Furnishing and Home Improvement are hard to quantify, and will be different for everyone, but they significant costs of the "lifestyle" of owning a house. 
I've tracked our expenses since moving into the house, and it is amazing to look back at how much we spent in the first couple of years of owning the house, and how much less we spend now. There are so many things that need/want to be purchased to fill that great big empty space!


----------



## Shayne

*Call your bank!*

Call the bank that prea pproved you and explain the situation to them. Better to have full disclosure up front than have the purchase fall apart near your possession date. This could cause all kinds of issues. They will be able to tell you if you will be able to use the LOC as a down payment and still debt service properly. 

I may get some harsh comments on my next suggestion, but it is just an option for you not a recommendation. That is my disclaimer! 

You can also talk to Scotia Bank about their free down payment product. The rate is 5.25% (Effectively 4.03% considering you are giving 5% to put down)

With rates well under 4% the rate may be high, but you have to put it into perspective. Last year at the time you would have been paying more for a home and the best 5 year rate was around 5.59%

I am curious to see the users feedback on this.


----------



## mfd

KollaC said:


> My question is : Will the mortgage lender be able to see or trace that $ 7 000 back to my line of credit? My understanding is that for a downpayment you cannot borrow from your line of credit.


My fiance had received part of her inheritance from her father which she used as her portion of the down payment. Part of of the process required her father to sign a letter stating that the money was gifted and would not need to be paid back. 

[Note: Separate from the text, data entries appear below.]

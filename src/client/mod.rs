//! Client types for connecting to a Sensu Go backend.
//!
//! The SDK uses a hierarchical client structure:
//! - [`Client`]: Top-level client, owns the transport and authentication
//! - [`NamespacedClient`] / [`ClusterClient`]: CRUD for one resource kind
//! - [`Resource`](crate::Resource): one resource instance, bound to its client
//!
//! ## Quick Start
//!
//! ```rust,ignore
//! use sensu_go::prelude::*;
//! use serde_json::json;
//!
//! let client = Client::builder()
//!     .url("https://sensu.example.com:8080")
//!     .credentials(UserPassCredentialsConfig::new("admin", "P@ssw0rd!"))
//!     .build()?;
//!
//! let mut check = client.checks().get("check-cpu").await?;
//! check.spec_mut().insert("interval".into(), json!(30));
//! check.save().await?;
//! ```

mod builder;
mod inner;

pub use builder::{
    ClientBuilder, DEFAULT_NAMESPACE, DEFAULT_TIMEOUT, HasCredentials, HasUrl, NoCredentials, NoUrl,
};
pub(crate) use inner::ClientInner;

use std::sync::Arc;

use serde_json::Value;

use crate::error::Error;
use crate::resources::client::ResourceClient;
use crate::resources::{ClusterClient, NamespacedClient};
use crate::transport::Response;
use crate::types::{ResourceType, builtin};

/// The Sensu Go client.
///
/// This is the main entry point for the SDK. Create a client using
/// [`Client::builder()`], then pick a resource client per kind.
///
/// ## Thread Safety
///
/// `Client` is `Clone` and thread-safe. Clones share the transport and the
/// cached login.
///
/// ## Example
///
/// ```rust,ignore
/// use sensu_go::Client;
///
/// let client = Client::builder()
///     .url("https://sensu.example.com:8080")
///     .credentials(config)
///     .build()?;
///
/// // Clone for use across tasks
/// let client2 = client.clone();
/// tokio::spawn(async move {
///     let entities = client2.entities().list().await;
///     // ...
/// });
/// ```
#[derive(Clone)]
pub struct Client {
    inner: Arc<ClientInner>,
}

impl Client {
    /// Creates a new client builder.
    ///
    /// The builder uses the typestate pattern to ensure required
    /// configuration is provided at compile time.
    pub fn builder() -> ClientBuilder<NoUrl, NoCredentials> {
        ClientBuilder::new()
    }

    /// Returns the backend address, without trailing slashes.
    pub fn address(&self) -> &str {
        &self.inner.address
    }

    /// Returns the namespace namespaced clients start out in.
    pub fn default_namespace(&self) -> &str {
        &self.inner.default_namespace
    }

    /// Returns the request timeout configured on the builder.
    ///
    /// Only the built-in transport applies it; a custom transport brings its
    /// own.
    pub fn timeout(&self) -> std::time::Duration {
        self.inner.timeout
    }

    /// Returns a client for a namespaced kind, in the default namespace.
    ///
    /// # Example
    ///
    /// ```rust,ignore
    /// use sensu_go::builtin;
    ///
    /// let handlers = client.namespaced(&builtin::HANDLER);
    /// ```
    pub fn namespaced(&self, kind: &'static ResourceType) -> NamespacedClient {
        NamespacedClient::new(
            ResourceClient::new(self.inner.clone(), kind),
            self.inner.default_namespace.clone(),
        )
    }

    /// Returns a client for a cluster-wide kind.
    pub fn cluster(&self, kind: &'static ResourceType) -> ClusterClient {
        ClusterClient::new(ResourceClient::new(self.inner.clone(), kind))
    }

    /// Assets (`core/v2`).
    pub fn assets(&self) -> NamespacedClient {
        self.namespaced(&builtin::ASSET)
    }

    /// Check configurations (`core/v2`).
    pub fn checks(&self) -> NamespacedClient {
        self.namespaced(&builtin::CHECK)
    }

    /// Entities (`core/v2`).
    pub fn entities(&self) -> NamespacedClient {
        self.namespaced(&builtin::ENTITY)
    }

    /// Events (`core/v2`), named `<entity>/<check>`.
    pub fn events(&self) -> NamespacedClient {
        self.namespaced(&builtin::EVENT)
    }

    /// Event filters (`core/v2`).
    pub fn filters(&self) -> NamespacedClient {
        self.namespaced(&builtin::FILTER)
    }

    /// Handlers (`core/v2`).
    pub fn handlers(&self) -> NamespacedClient {
        self.namespaced(&builtin::HANDLER)
    }

    /// Hook configurations (`core/v2`).
    pub fn hooks(&self) -> NamespacedClient {
        self.namespaced(&builtin::HOOK)
    }

    /// Mutators (`core/v2`).
    pub fn mutators(&self) -> NamespacedClient {
        self.namespaced(&builtin::MUTATOR)
    }

    /// Secrets (`secrets/v1`).
    pub fn secrets(&self) -> NamespacedClient {
        self.namespaced(&builtin::SECRET)
    }

    /// Silencing entries (`core/v2`).
    pub fn silences(&self) -> NamespacedClient {
        self.namespaced(&builtin::SILENCE)
    }

    /// Namespaces.
    pub fn namespaces(&self) -> ClusterClient {
        self.cluster(&builtin::NAMESPACE)
    }

    /// Secrets providers (`secrets/v1`).
    pub fn secrets_providers(&self) -> ClusterClient {
        self.cluster(&builtin::SECRETS_PROVIDER)
    }

    /// Users. Users cannot be deleted.
    pub fn users(&self) -> ClusterClient {
        self.cluster(&builtin::USER)
    }

    /// Sends an authenticated `GET` and returns the reply as is.
    ///
    /// No status check is made.
    pub async fn get(&self, path: &str) -> Result<Response, Error> {
        self.inner.get(path, &[]).await
    }

    /// Sends an authenticated `POST` with a JSON body.
    pub async fn post(&self, path: &str, body: Value) -> Result<Response, Error> {
        self.inner.post(path, body).await
    }

    /// Sends an authenticated `PUT` with a JSON body.
    pub async fn put(&self, path: &str, body: Value) -> Result<Response, Error> {
        self.inner.put(path, body).await
    }

    /// Sends an authenticated `DELETE`.
    pub async fn delete(&self, path: &str) -> Result<Response, Error> {
        self.inner.delete(path).await
    }

    /// Creates a client from the inner implementation.
    pub(crate) fn from_inner(inner: ClientInner) -> Self {
        Self {
            inner: Arc::new(inner),
        }
    }
}

impl std::fmt::Debug for Client {
    fn fmt(&self, f: &mut std::fmt::Formatter<'_>) -> std::fmt::Result {
        f.debug_struct("Client")
            .field("address", &self.inner.address)
            .field("default_namespace", &self.inner.default_namespace)
            .finish_non_exhaustive()
    }
}
//! Error types for the Sensu Go client.
//!
//! Every fallible operation returns [`Error`], categorized by [`ErrorKind`].
//! Errors raised in response to a backend reply carry the request URL, the
//! HTTP status and the raw response body so callers can log or re-raise them
//! with full context.
//!
//! ## Key Invariant
//!
//! A `404` is only recoverable in `find()`, where it becomes `Ok(None)`. Every
//! other operation surfaces it as [`ErrorKind::UnexpectedStatus`]:
//!
//! ```rust,ignore
//! // find() - missing resource is Ok(None)
//! let check = client.checks().find("check-cpu").await?;
//!
//! // get() - missing resource is Err(UnexpectedStatus) with status 404
//! match client.checks().get("check-cpu").await {
//!     Err(e) if e.is_not_found() => println!("no such check"),
//!     other => { other?; }
//! }
//! ```

#[allow(clippy::module_inception)]
mod error;
mod kind;

pub use error::Error;
pub use kind::ErrorKind;

/// A specialized `Result` type for Sensu Go client operations.
pub type Result<T> = std::result::Result<T, Error>;
//! Integration tests for the Sensu Go Rust SDK.
//!
//! Each test starts a local `wiremock` server standing in for the Sensu Go
//! backend and drives the public API against it over real HTTP.
//!
//! # Running Tests
//!
//! ```bash
//! cargo test --test integration
//!
//! # With SDK logs
//! RUST_LOG=sensu_go=trace cargo test --test integration -- --nocapture
//! ```

mod auth_tests;
mod common;
mod crud_tests;
mod listing_tests;
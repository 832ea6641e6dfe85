//! Transport trait definitions and common types.
//!
//! This module defines the transport abstraction the resource clients are
//! written against: a single request goes in, a single response (or a
//! transport-level error) comes out. Status handling lives in the callers.

use std::fmt;

use serde::de::DeserializeOwned;
use serde_json::Value;
use url::Url;

use crate::Error;
use crate::error::ErrorKind;

// ============================================================================
// Method
// ============================================================================

/// HTTP methods used by the client.
#[derive(Debug, Clone, Copy, PartialEq, Eq, Hash)]
pub enum Method {
    /// `GET`
    Get,
    /// `POST`
    Post,
    /// `PUT`
    Put,
    /// `DELETE`
    Delete,
}

impl Method {
    /// Returns the method name as sent on the wire.
    pub fn as_str(&self) -> &'static str {
        match self {
            Method::Get => "GET",
            Method::Post => "POST",
            Method::Put => "PUT",
            Method::Delete => "DELETE",
        }
    }
}

impl fmt::Display for Method {
    fn fmt(&self, f: &mut fmt::Formatter<'_>) -> fmt::Result {
        f.write_str(self.as_str())
    }
}

// ============================================================================
// Request
// ============================================================================

/// Basic credentials attached to a request.
///
/// Only the login call uses these; the password is redacted in `Debug`.
#[derive(Clone)]
pub struct BasicAuth {
    /// The username.
    pub username: String,
    /// The password.
    pub password: String,
}

impl fmt::Debug for BasicAuth {
    fn fmt(&self, f: &mut fmt::Formatter<'_>) -> fmt::Result {
        f.debug_struct("BasicAuth")
            .field("username", &self.username)
            .field("password", &"[REDACTED]")
            .finish()
    }
}

/// A single HTTP request.
///
/// The URL is complete: the backend address, the resource path and the
/// already-encoded query string.
#[derive(Debug, Clone)]
pub struct Request {
    /// The HTTP method.
    pub method: Method,
    /// The full request URL.
    pub url: Url,
    /// Extra headers (e.g. `Authorization`).
    pub headers: Vec<(String, String)>,
    /// Optional JSON payload.
    pub body: Option<Value>,
    /// Optional basic credentials.
    pub basic_auth: Option<BasicAuth>,
}

impl Request {
    /// Creates a request without headers, body or credentials.
    pub fn new(method: Method, url: Url) -> Self {
        Self {
            method,
            url,
            headers: Vec::new(),
            body: None,
            basic_auth: None,
        }
    }

    /// Adds a header.
    #[must_use]
    pub fn with_header(mut self, name: impl Into<String>, value: impl Into<String>) -> Self {
        self.headers.push((name.into(), value.into()));
        self
    }

    /// Sets the JSON payload.
    #[must_use]
    pub fn with_json(mut self, body: Value) -> Self {
        self.body = Some(body);
        self
    }

    /// Sets basic credentials.
    #[must_use]
    pub fn with_basic_auth(mut self, username: impl Into<String>, password: impl Into<String>) -> Self {
        self.basic_auth = Some(BasicAuth {
            username: username.into(),
            password: password.into(),
        });
        self
    }

    /// Returns the value of a header set on this request (case-insensitive).
    pub fn header(&self, name: &str) -> Option<&str> {
        self.headers
            .iter()
            .find(|(k, _)| k.eq_ignore_ascii_case(name))
            .map(|(_, v)| v.as_str())
    }

    /// Returns the value of a query parameter, if present.
    pub fn query_param(&self, name: &str) -> Option<String> {
        self.url
            .query_pairs()
            .find(|(k, _)| k == name)
            .map(|(_, v)| v.into_owned())
    }
}

// ============================================================================
// Response
// ============================================================================

/// A backend reply.
///
/// Holds everything needed to report a failure: the final URL, the status,
/// the headers and the raw body text.
#[derive(Debug, Clone)]
pub struct Response {
    url: String,
    status: u16,
    headers: Vec<(String, String)>,
    text: String,
}

impl Response {
    /// Creates a response.
    pub fn new(url: impl Into<String>, status: u16, text: impl Into<String>) -> Self {
        Self {
            url: url.into(),
            status,
            headers: Vec::new(),
            text: text.into(),
        }
    }

    /// Adds a header.
    #[must_use]
    pub fn with_header(mut self, name: impl Into<String>, value: impl Into<String>) -> Self {
        self.headers.push((name.into(), value.into()));
        self
    }

    /// Returns the URL the response was received from.
    pub fn url(&self) -> &str {
        &self.url
    }

    /// Returns the HTTP status code.
    pub fn status(&self) -> u16 {
        self.status
    }

    /// Returns the raw body text.
    pub fn text(&self) -> &str {
        &self.text
    }

    /// Returns all headers in the order received.
    pub fn headers(&self) -> &[(String, String)] {
        &self.headers
    }

    /// Looks up a header by name, ignoring ASCII case.
    ///
    /// The comparison is done here rather than relying on the HTTP library
    /// normalizing header names.
    pub fn header(&self, name: &str) -> Option<&str> {
        self.headers
            .iter()
            .find(|(k, _)| k.eq_ignore_ascii_case(name))
            .map(|(_, v)| v.as_str())
    }

    /// Decodes the body as JSON.
    ///
    /// # Errors
    ///
    /// Returns [`ErrorKind::InvalidResponse`] carrying the URL, status and
    /// body if the text is not valid JSON for `T`.
    pub fn json<T: DeserializeOwned>(&self) -> Result<T, Error> {
        serde_json::from_str(&self.text).map_err(|e| {
            Error::from_response(ErrorKind::InvalidResponse, "Cannot decode response", self)
                .with_source(e)
        })
    }

    /// Fails with [`ErrorKind::UnexpectedStatus`] unless the status is one of
    /// `expected`.
    pub(crate) fn expect_status(&self, expected: &[u16], message: &'static str) -> Result<(), Error> {
        if expected.contains(&self.status) {
            Ok(())
        } else {
            Err(Error::from_response(ErrorKind::UnexpectedStatus, message, self))
        }
    }
}

// ============================================================================
// TransportClient
// ============================================================================

/// Performs HTTP exchanges with the backend.
///
/// Implementations must not interpret status codes: any reply, including
/// `4xx`/`5xx`, is returned as `Ok(Response)`. Only failures to obtain a
/// reply at all are errors.
///
/// ## Object Safety
///
/// This trait is object-safe and is used as `Arc<dyn TransportClient>`.
#[async_trait::async_trait]
pub trait TransportClient: Send + Sync {
    /// Sends a request and returns the backend's reply.
    async fn send(&self, request: Request) -> Result<Response, Error>;
}

/// Joins the backend address, a path and query parameters into a request URL.
///
/// The address is used verbatim (minus trailing slashes), so a path prefix in
/// the address is preserved.
pub(crate) fn build_url(address: &str, path: &str, query: &[(String, String)]) -> Result<Url, Error> {
    let mut url = Url::parse(&format!("{}{}", address.trim_end_matches('/'), path))?;
    if !query.is_empty() {
        url.query_pairs_mut().extend_pairs(query);
    }
    Ok(url)
}

#[cfg(test)]
mod tests {
    use super::*;

    #[test]
    fn test_method_as_str() {
        assert_eq!(Method::Get.as_str(), "GET");
        assert_eq!(Method::Post.to_string(), "POST");
        assert_eq!(Method::Put.as_str(), "PUT");
        assert_eq!(Method::Delete.as_str(), "DELETE");
    }

    #[test]
    fn test_response_header_is_case_insensitive() {
        let response = Response::new("https://sensu.example.com/x", 200, "[]")
            .with_header("Sensu-Continue", "token");
        assert_eq!(response.header("sensu-continue"), Some("token"));
        assert_eq!(response.header("SENSU-CONTINUE"), Some("token"));
        assert_eq!(response.header("other"), None);
    }

    #[test]
    fn test_response_json() {
        let response = Response::new("https://sensu.example.com/", 200, r#"{"valid":"json"}"#);
        let value: Value = response.json().unwrap();
        assert_eq!(value, serde_json::json!({"valid": "json"}));
    }

    #[test]
    fn test_response_invalid_json() {
        let response = Response::new("https://sensu.example.com/here", 204, "");
        let err = response.json::<Value>().unwrap_err();
        assert_eq!(err.kind(), ErrorKind::InvalidResponse);
        assert!(err.message().contains("decode"));
        assert_eq!(err.url(), Some("https://sensu.example.com/here"));
        assert_eq!(err.status(), Some(204));
        assert_eq!(err.body(), Some(""));
    }

    #[test]
    fn test_expect_status() {
        let response = Response::new("https://sensu.example.com/", 201, "");
        assert!(response.expect_status(&[200, 201], "Expected 200 or 201").is_ok());

        let err = response.expect_status(&[204], "Expected 204").unwrap_err();
        assert_eq!(err.kind(), ErrorKind::UnexpectedStatus);
        assert_eq!(err.status(), Some(201));
    }

    #[test]
    fn test_build_url_strips_trailing_slash() {
        let url = build_url("https://sensu.example.com/", "/auth", &[]).unwrap();
        assert_eq!(url.as_str(), "https://sensu.example.com/auth");
    }

    #[test]
    fn test_build_url_keeps_address_prefix() {
        let url = build_url("https://example.com/sensu", "/api/core/v2/namespaces", &[]).unwrap();
        assert_eq!(url.as_str(), "https://example.com/sensu/api/core/v2/namespaces");
    }

    #[test]
    fn test_build_url_encodes_query() {
        let query = vec![
            ("labelSelector".to_string(), r#"env == "prod""#.to_string()),
            ("limit".to_string(), "100".to_string()),
        ];
        let url = build_url("https://sensu.example.com", "/checks", &query).unwrap();
        let request = Request::new(Method::Get, url);
        assert_eq!(request.query_param("labelSelector").as_deref(), Some(r#"env == "prod""#));
        assert_eq!(request.query_param("limit").as_deref(), Some("100"));
        assert_eq!(request.query_param("continue"), None);
    }

    #[test]
    fn test_basic_auth_debug_redacts_password() {
        let url = Url::parse("https://sensu.example.com/auth").unwrap();
        let request = Request::new(Method::Get, url).with_basic_auth("admin", "P@ssw0rd!");
        let debug = format!("{:?}", request);
        assert!(debug.contains("admin"));
        assert!(debug.contains("REDACTED"));
        assert!(!debug.contains("P@ssw0rd!"));
    }
}
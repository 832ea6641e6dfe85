//! Error kind enumeration for categorizing client errors.

/// Categorization of client errors.
///
/// This enum provides a stable interface for matching on error types. None of
/// the kinds are retried by the client; every failure is surfaced to the
/// immediate caller.
///
/// | ErrorKind          | Raised when                                          |
/// |--------------------|------------------------------------------------------|
/// | `Connection`       | The backend cannot be reached                        |
/// | `Timeout`          | The transport gave up waiting for the backend        |
/// | `Authentication`   | Login was rejected or returned no tokens             |
/// | `UnexpectedStatus` | A response status is outside the expected set        |
/// | `InvalidResponse`  | A body that should be JSON could not be decoded      |
/// | `AlreadyExists`    | `create()` found a resource at the target path       |
/// | `InvalidArgument`  | A resource failed local shape validation             |
/// | `Configuration`    | Bad URL, unreadable CA bundle, dropped client        |
/// | `Transport`        | Any other transport-level failure                    |
#[derive(Debug, Clone, Copy, PartialEq, Eq, Hash, thiserror::Error)]
#[non_exhaustive]
pub enum ErrorKind {
    /// Connection error (DNS, TLS handshake, refused connection).
    #[error("connection error")]
    Connection,

    /// The request timed out before the backend answered.
    #[error("timeout")]
    Timeout,

    /// Authentication failed (bad credentials or malformed token response).
    ///
    /// HTTP: any non-200 from `GET /auth`.
    #[error("authentication failed")]
    Authentication,

    /// The backend answered with a status outside the operation's expected set.
    ///
    /// Use [`Error::status()`](crate::Error::status) to inspect the status;
    /// [`Error::is_not_found()`](crate::Error::is_not_found) is the common check.
    #[error("unexpected status")]
    UnexpectedStatus,

    /// The response body could not be decoded or had the wrong shape.
    #[error("invalid response")]
    InvalidResponse,

    /// A resource already exists at the path `create()` targets.
    ///
    /// Raised locally; no write request is issued.
    #[error("already exists")]
    AlreadyExists,

    /// Invalid argument, typically a resource failing local validation.
    #[error("invalid argument")]
    InvalidArgument,

    /// Configuration error (invalid URL, missing TLS material, dropped client).
    #[error("configuration error")]
    Configuration,

    /// Generic transport error that fits none of the other categories.
    #[error("transport error")]
    Transport,
}

impl ErrorKind {
    /// Returns `true` if this error originates from the network layer rather
    /// than from a backend reply.
    #[inline]
    pub fn is_transport(&self) -> bool {
        matches!(
            self,
            ErrorKind::Connection | ErrorKind::Timeout | ErrorKind::Transport
        )
    }

    /// Returns `true` if this error was raised because of a backend reply.
    #[inline]
    pub fn is_response(&self) -> bool {
        matches!(
            self,
            ErrorKind::Authentication | ErrorKind::UnexpectedStatus | ErrorKind::InvalidResponse
        )
    }
}
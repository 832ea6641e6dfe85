//! Testing utilities for the Sensu Go SDK.
//!
//! [`MockTransport`] replaces the HTTP layer with a queue of canned replies,
//! so code built on [`Client`](crate::Client) can be tested without a backend.
//!
//! ## Quick Start
//!
//! ```rust
//! use std::sync::Arc;
//!
//! use sensu_go::testing::MockTransport;
//! use sensu_go::{ApiKeyCredentialsConfig, Client};
//! use serde_json::json;
//!
//! # #[tokio::main(flavor = "current_thread")]
//! # async fn main() -> Result<(), sensu_go::Error> {
//! let transport = Arc::new(MockTransport::new());
//! transport.push_json(200, json!({"command": "true", "metadata": {"name": "a", "namespace": "default"}}));
//!
//! let client = Client::builder()
//!     .url("https://sensu.example.com")
//!     .credentials(ApiKeyCredentialsConfig::new("key"))
//!     .transport(transport.clone())
//!     .build()?;
//!
//! let check = client.checks().get("a").await?;
//! assert_eq!(check.spec()["command"], "true");
//! assert_eq!(
//!     transport.last_request().map(|r| r.url.path().to_string()).as_deref(),
//!     Some("/api/core/v2/namespaces/default/checks/a"),
//! );
//! # Ok(())
//! # }
//! ```

pub use crate::transport::mock::MockTransport;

Part of the mortgage process required us to send in a few bank statements as well. From what I remember about the process they don't go crazy tracking cash flow but if they do notice something they'll want to know about it.


----------



## KollaC

Thank you kindly for all the responses and good advice. You guys are great !



Ben said:


> You mention other money that will be available in 8 weeks? Without being too nosy, this would have to be a fairly significant amount of money (at least 10% of the value of the house) to change my view that is not a good time for you to be buying. There seems to be a lot of risk in the equation. Different strokes for different folks though.
> 
> And finally, affordability...
> 
> You seem to infer that cheap interest rates are one reason why this house is affordable right now. Like lb71 mentioned, if you can't afford the house with interest rates at 7%, then the interest rate is not the issue.
> 
> Furnishing and Home Improvement are hard to quantify, and will be different for everyone, but they significant costs of the "lifestyle" of owning a house.
> I've tracked our expenses since moving into the house, and it is amazing to look back at how much we spent in the first couple of years of owning the house, and how much less we spend now.


I have about $ 40 000 tied up outside the country that needs to come my way in the next couple of weeks from family members that lives back in my home country still. I know it will be here in hopefully less than 8 weeks, I am worried that this home might sell before my money gets here. Thats why I was thinking to try and go for the very short term with my LOC.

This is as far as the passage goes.